TORONTO – Nick Nurse says he can always feel a buzz in the air a couple of days out from a Raptors home game in Toronto — an agreeable hum the coach hasn’t felt in nearly two years.
The Raptors host the Washington Wizards on Wednesday to tip off a season that’s different in so many ways. Longtime leader Kyle Lowry is gone. There’s no superstar like Kawhi Leonard. And the team is back on this side of the border, home — finally — after COVID-19 protocols forced the Raptors to call Tampa, Fla. “home” last season.
It was a poor substitute to home.
The key Wednesday, Nurse said, is to not let the excitement of the moment get the best of his team.
“I love it,” Nurse said Monday about the pre-game energy. “You can already feel it in the streets, you know?

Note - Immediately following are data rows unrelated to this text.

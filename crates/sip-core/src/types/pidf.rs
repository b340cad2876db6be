//! # Presence Information Data Format (PIDF)
//!
//! This module provides a minimal implementation of PIDF (Presence Information Data Format)
//! as defined in RFC 3863. This is a simplified version suitable for basic presence operations
//! in SIP SIMPLE.
//!
//! ## Structure
//!
//! A PIDF document consists of:
//! - A presence element with an entity attribute
//! - One or more tuple elements containing status information
//! - Optional note elements for human-readable text
//!
//! ## Example PIDF Document
//!
//! ```xml
//! <?xml version="1.0" encoding="UTF-8"?>
//! <presence xmlns="urn:ietf:params:xml:ns:pidf"
//!           entity="pres:alice@example.com">
//!   <tuple id="t1">
//!     <status>
//!       <basic>open</basic>
//!     </status>
//!     <contact>sip:alice@192.168.1.10</contact>
//!     <timestamp>2024-01-15T14:00:00Z</timestamp>
//!   </tuple>
//!   <note>Available for calls</note>
//! </presence>
//! ```

use std::fmt;
use serde::{Serialize, Deserialize};
use chrono::{DateTime, Utc};
use crate::{Error, Result};

/// Basic presence status values as defined in RFC 3863
#[derive(Debug, Clone, Copy, PartialEq, Eq, Hash, Serialize, Deserialize)]
pub enum BasicStatus {
    /// The principal is available for communication
    Open,
    /// The principal is not available for communication
    Closed,
}

impl fmt::Display for BasicStatus {
    fn fmt(&self, f: &mut fmt::Formatter<'_>) -> fmt::Result {
        match self {
            BasicStatus::Open => write!(f, "open"),
            BasicStatus::Closed => write!(f, "closed"),
        }
    }
}

impl std::str::FromStr for BasicStatus {
    type Err = Error;
    
    fn from_str(s: &str) -> Result<Self> {
        match s.to_lowercase().as_str() {
            "open" => Ok(BasicStatus::Open),
            "closed" => Ok(BasicStatus::Closed),
            _ => Err(Error::ParseError(format!("Invalid basic status: {}", s))),
        }
    }
}

/// Status information for a presence tuple
#[derive(Debug, Clone, PartialEq, Eq, Serialize, Deserialize)]
pub struct Status {
    /// Basic presence status (open/closed)
    pub basic: BasicStatus,
}

impl Status {
    /// Create a new Status with the given basic value
    pub fn new(basic: BasicStatus) -> Self {
        Self { basic }
    }
    
    /// Create an "open" status
    pub fn open() -> Self {
        Self::new(BasicStatus::Open)
    }
    
    /// Create a "closed" status
    pub fn closed() -> Self {
        Self::new(BasicStatus::Closed)
    }
}

/// A presence tuple representing a single device or endpoint
#[derive(Debug, Clone, PartialEq, Serialize, Deserialize)]
pub struct Tuple {
    /// Unique identifier for this tuple
    pub id: String,
    /// Status information
    pub status: Status,
    /// Optional contact URI for this tuple
    pub contact: Option<String>,
    /// Optional timestamp for when this status was set
    pub timestamp: Option<DateTime<Utc>>,
    /// Optional priority (higher values = higher priority)
    pub priority: Option<f32>,
}

impl Tuple {
    /// Create a new tuple with the given ID and status
    pub fn new(id: impl Into<String>, status: Status) -> Self {
        Self {
            id: id.into(),
            status,
            contact: None,
            timestamp: None,
            priority: None,
        }
    }
    
    /// Set the contact URI for this tuple
    pub fn with_contact(mut self, contact: impl Into<String>) -> Self {
        self.contact = Some(contact.into());
        self
    }
    
    /// Set the timestamp for this tuple
    pub fn with_timestamp(mut self, timestamp: DateTime<Utc>) -> Self {
        self.timestamp = Some(timestamp);
        self
    }
    
    /// Set the priority for this tuple
    pub fn with_priority(mut self, priority: f32) -> Self {
        self.priority = Some(priority);
        self
    }
}

/// A PIDF presence document
#[derive(Debug, Clone, PartialEq, Serialize, Deserialize)]
pub struct PidfDocument {
    /// The entity this presence information is about (e.g., "pres:alice@example.com")
    pub entity: String,
    /// One or more tuples containing presence information
    pub tuples: Vec<Tuple>,
    /// Optional human-readable notes
    pub notes: Vec<String>,
}

impl PidfDocument {
    /// Create a new PIDF document for the given entity
    pub fn new(entity: impl Into<String>) -> Self {
        Self {
            entity: entity.into(),
            tuples: Vec::new(),
            notes: Vec::new(),
        }
    }
    
    /// Add a tuple to this document
    pub fn add_tuple(mut self, tuple: Tuple) -> Self {
        self.tuples.push(tuple);
        self
    }
    
    /// Add a note to this document
    pub fn add_note(mut self, note: impl Into<String>) -> Self {
        self.notes.push(note.into());
        self
    }
    
    /// Create a simple "available" presence document
    pub fn available(entity: impl Into<String>) -> Self {
        let entity_str = entity.into();
        Self::new(entity_str.clone())
            .add_tuple(
                Tuple::new("t1", Status::open())
                    .with_timestamp(Utc::now())
            )
    }
    
    /// Create a simple "unavailable" presence document
    pub fn unavailable(entity: impl Into<String>) -> Self {
        let entity_str = entity.into();
        Self::new(entity_str.clone())
            .add_tuple(
                Tuple::new("t1", Status::closed())
                    .with_timestamp(Utc::now())
            )
    }
    
    /// Serialize this PIDF document to XML string
    ///
    /// This produces a simplified but RFC-compliant PIDF XML document.
    /// For full XML features, consider using a dedicated XML library.
    pub fn to_xml(&self) -> String {
        let mut xml = String::new();
        
        // XML declaration
        xml.push_str("<?xml version=\"1.0\" encoding=\"UTF-8\"?>\n");
        
        // Presence element with namespace and entity
        xml.push_str(&format!(
            "<presence xmlns=\"urn:ietf:params:xml:ns:pidf\" entity=\"{}\">\n",
            escape_xml(&self.entity)
        ));
        
        // Tuples
        for tuple in &self.tuples {
            xml.push_str(&format!("  <tuple id=\"{}\">\n", escape_xml(&tuple.id)));
            
            // Status
            xml.push_str("    <status>\n");
            xml.push_str(&format!("      <basic>{}</basic>\n", tuple.status.basic));
            xml.push_str("    </status>\n");
            
            // Optional contact
            if let Some(contact) = &tuple.contact {
                xml.push_str(&format!("    <contact>{}</contact>\n", escape_xml(contact)));
            }
            
            // Optional timestamp
            if let Some(timestamp) = &tuple.timestamp {
                xml.push_str(&format!(
                    "    <timestamp>{}</timestamp>\n",
                    timestamp.to_rfc3339()
                ));
            }
            
            // Optional priority
            if let Some(priority) = &tuple.priority {
                xml.push_str(&format!("    <priority>{}</priority>\n", priority));
            }
            
            xml.push_str("  </tuple>\n");
        }
        
        // Notes
        for note in &self.notes {
            xml.push_str(&format!("  <note>{}</note>\n", escape_xml(note)));
        }
        
        xml.push_str("</presence>");
        xml
    }
    
    /// Parse a PIDF document from XML string
    ///
    /// This is a minimal parser that handles basic PIDF documents.
    /// For full XML parsing, consider using a dedicated XML library.
    pub fn from_xml(xml: &str) -> Result<Self> {
        // This is a very basic parser for demonstration
        // In production, you would use a proper XML parser
        
        // Extract entity attribute
        let entity = extract_attribute(xml, "entity")?;
        
        let mut doc = Self::new(entity);
        
        // Extract tuples
        let mut tuple_start = 0;
        while let Some(start) = xml[tuple_start..].find("<tuple") {
            let start = tuple_start + start;
            if let Some(end) = xml[start..].find("</tuple>") {
                let end = start + end + 8; // Include </tuple>
                let tuple_xml = &xml[start..end];
                
                // Extract tuple ID
                let id = extract_attribute(tuple_xml, "id")?;
                
                // Extract basic status
                let basic = if tuple_xml.contains("<basic>open</basic>") {
                    BasicStatus::Open
                } else if tuple_xml.contains("<basic>closed</basic>") {
                    BasicStatus::Closed
                } else {
                    return Err(Error::ParseError("Missing or invalid basic status".to_string()));
                };
                
                let mut tuple = Tuple::new(id, Status::new(basic));
                
                // Extract optional contact
                if let Ok(contact) = extract_element(tuple_xml, "contact") {
                    tuple.contact = Some(contact);
                }
                
                // Extract optional timestamp
                if let Ok(timestamp_str) = extract_element(tuple_xml, "timestamp") {
                    if let Ok(timestamp) = DateTime::parse_from_rfc3339(&timestamp_str) {
                        tuple.timestamp = Some(timestamp.with_timezone(&Utc));
                    }
                }
                
                // Extract optional priority
                if let Ok(priority_str) = extract_element(tuple_xml, "priority") {
                    if let Ok(priority) = priority_str.parse::<f32>() {
                        tuple.priority = Some(priority);
                    }
                }
                
                doc.tuples.push(tuple);
                tuple_start = end;
            } else {
                break;
            }
        }
        
        // Extract notes
        let mut note_start = 0;
        while let Some(start) = xml[note_start..].find("<note>") {
            let start = note_start + start + 6; // Skip <note>
            if let Some(end) = xml[start..].find("</note>") {
                let note = xml[start..start + end].to_string();
                doc.notes.push(unescape_xml(&note));
                note_start = start + end + 7; // Skip </note>
            } else {
                break;
            }
        }
        
        Ok(doc)
    }
}

/// Escape special XML characters
fn escape_xml(s: &str) -> String {
    s.chars()
        .map(|c| match c {
            '<' => "&lt;".to_string(),
            '>' => "&gt;".to_string(),
            '&' => "&amp;".to_string(),
            '"' => "&quot;".to_string(),
            '\'' => "&apos;".to_string(),
            c => c.to_string(),
        })
        .collect()
}

/// Unescape XML entities
fn unescape_xml(s: &str) -> String {
    s.replace("&lt;", "<")
        .replace("&gt;", ">")
        .replace("&amp;", "&")
        .replace("&quot;", "\"")
        .replace("&apos;", "'")
}

/// Extract an attribute value from XML
fn extract_attribute(xml: &str, attr: &str) -> Result<String> {
    let pattern = format!("{}=\"", attr);
    if let Some(start) = xml.find(&pattern) {
        let start = start + pattern.len();
        if let Some(end) = xml[start..].find('"') {
            return Ok(xml[start..start + end].to_string());
        }
    }
    Err(Error::ParseError(format!("Attribute {} not found", attr)))
}

/// Extract an element's text content from XML
fn extract_element(xml: &str, element: &str) -> Result<String> {
    let start_tag = format!("<{}>", element);
    let end_tag = format!("</{}>", element);
    
    if let Some(start) = xml.find(&start_tag) {
        let start = start + start_tag.len();
        if let Some(end) = xml[start..].find(&end_tag) {
            return Ok(xml[start..start + end].to_string());
        }
    }
    Err(Error::ParseError(format!("Element {} not found", element)))
}

#[cfg(test)]
mod tests {
    use super::*;
    
    #[test]
    fn test_basic_status() {
        assert_eq!(BasicStatus::Open.to_string(), "open");
        assert_eq!(BasicStatus::Closed.to_string(), "closed");
        
        assert_eq!("open".parse::<BasicStatus>().unwrap(), BasicStatus::Open);
        assert_eq!("closed".parse::<BasicStatus>().unwrap(), BasicStatus::Closed);
        assert!("invalid".parse::<BasicStatus>().is_err());
    }
    
    #[test]
    fn test_pidf_available() {
        let doc = PidfDocument::available("pres:alice@example.com");
        assert_eq!(doc.entity, "pres:alice@example.com");
        assert_eq!(doc.tuples.len(), 1);
        assert_eq!(doc.tuples[0].status.basic, BasicStatus::Open);
    }
    
    #[test]
    fn test_pidf_unavailable() {
        let doc = PidfDocument::unavailable("pres:bob@example.com");
        assert_eq!(doc.entity, "pres:bob@example.com");
        assert_eq!(doc.tuples.len(), 1);
        assert_eq!(doc.tuples[0].status.basic, BasicStatus::Closed);
    }
    
    #[test]
    fn test_pidf_to_xml() {
        let doc = PidfDocument::new("pres:alice@example.com")
            .add_tuple(
                Tuple::new("t1", Status::open())
                    .with_contact("sip:alice@192.168.1.10")
            )
            .add_note("Available for calls");
        
        let xml = doc.to_xml();
        assert!(xml.contains("entity=\"pres:alice@example.com\""));
        assert!(xml.contains("<tuple id=\"t1\">"));
        assert!(xml.contains("<basic>open</basic>"));
        assert!(xml.contains("<contact>sip:alice@192.168.1.10</contact>"));
        assert!(xml.contains("<note>Available for calls</note>"));
    }
    
    #[test]
    fn test_pidf_from_xml() {
        let xml = r#"<?xml version="1.0" encoding="UTF-8"?>
<presence xmlns="urn:ietf:params:xml:ns:pidf" entity="pres:alice@example.com">
  <tuple id="t1">
    <status>
      <basic>open</basic>
    </status>
    <contact>sip:alice@192.168.1.10</contact>
  </tuple>
  <note>Available</note>
</presence>"#;
        
        let doc = PidfDocument::from_xml(xml).unwrap();
        assert_eq!(doc.entity, "pres:alice@example.com");
        assert_eq!(doc.tuples.len(), 1);
        assert_eq!(doc.tuples[0].id, "t1");
        assert_eq!(doc.tuples[0].status.basic, BasicStatus::Open);
        assert_eq!(doc.tuples[0].contact, Some("sip:alice@192.168.1.10".to_string()));
        assert_eq!(doc.notes, vec!["Available"]);
    }
    
    #[test]
    fn test_xml_escaping() {
        let doc = PidfDocument::new("pres:alice@example.com")
            .add_note("Status: <available> & busy");
        
        let xml = doc.to_xml();
        assert!(xml.contains("&lt;available&gt;"));
        assert!(xml.contains("&amp;"));
    }
}

/// Type alias for convenience and compatibility
pub type Presence = PidfDocument;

“Obviously it’s going to be electric in (Scotiabank Arena). Everybody probably realizes the fans are going to be super amped up. And I think from my seat, we’ve got to make sure that we use a little bit of that electricity but we don’t get carried away with it ourselves … play with some type of composure and … we focus in on the basketball part of it for sure.”
The Raptors last played a regular-season game at Scotiabank Arena on Feb. 28, 2020, a forgettable loss to Charlotte, and then the global pandemic shuttered the sports world and eventually sent the Raptors to Tampa. Last season was one of their worst in franchise history, with a COVID-19 outbreak in March that saw them somersault down the Eastern Conference standings. Toronto finished 12th in the East (27-45).
Only four players — Fred VanVleet, Pascal Siakam, OG Anunoby and Chris Boucher — remain from that roster.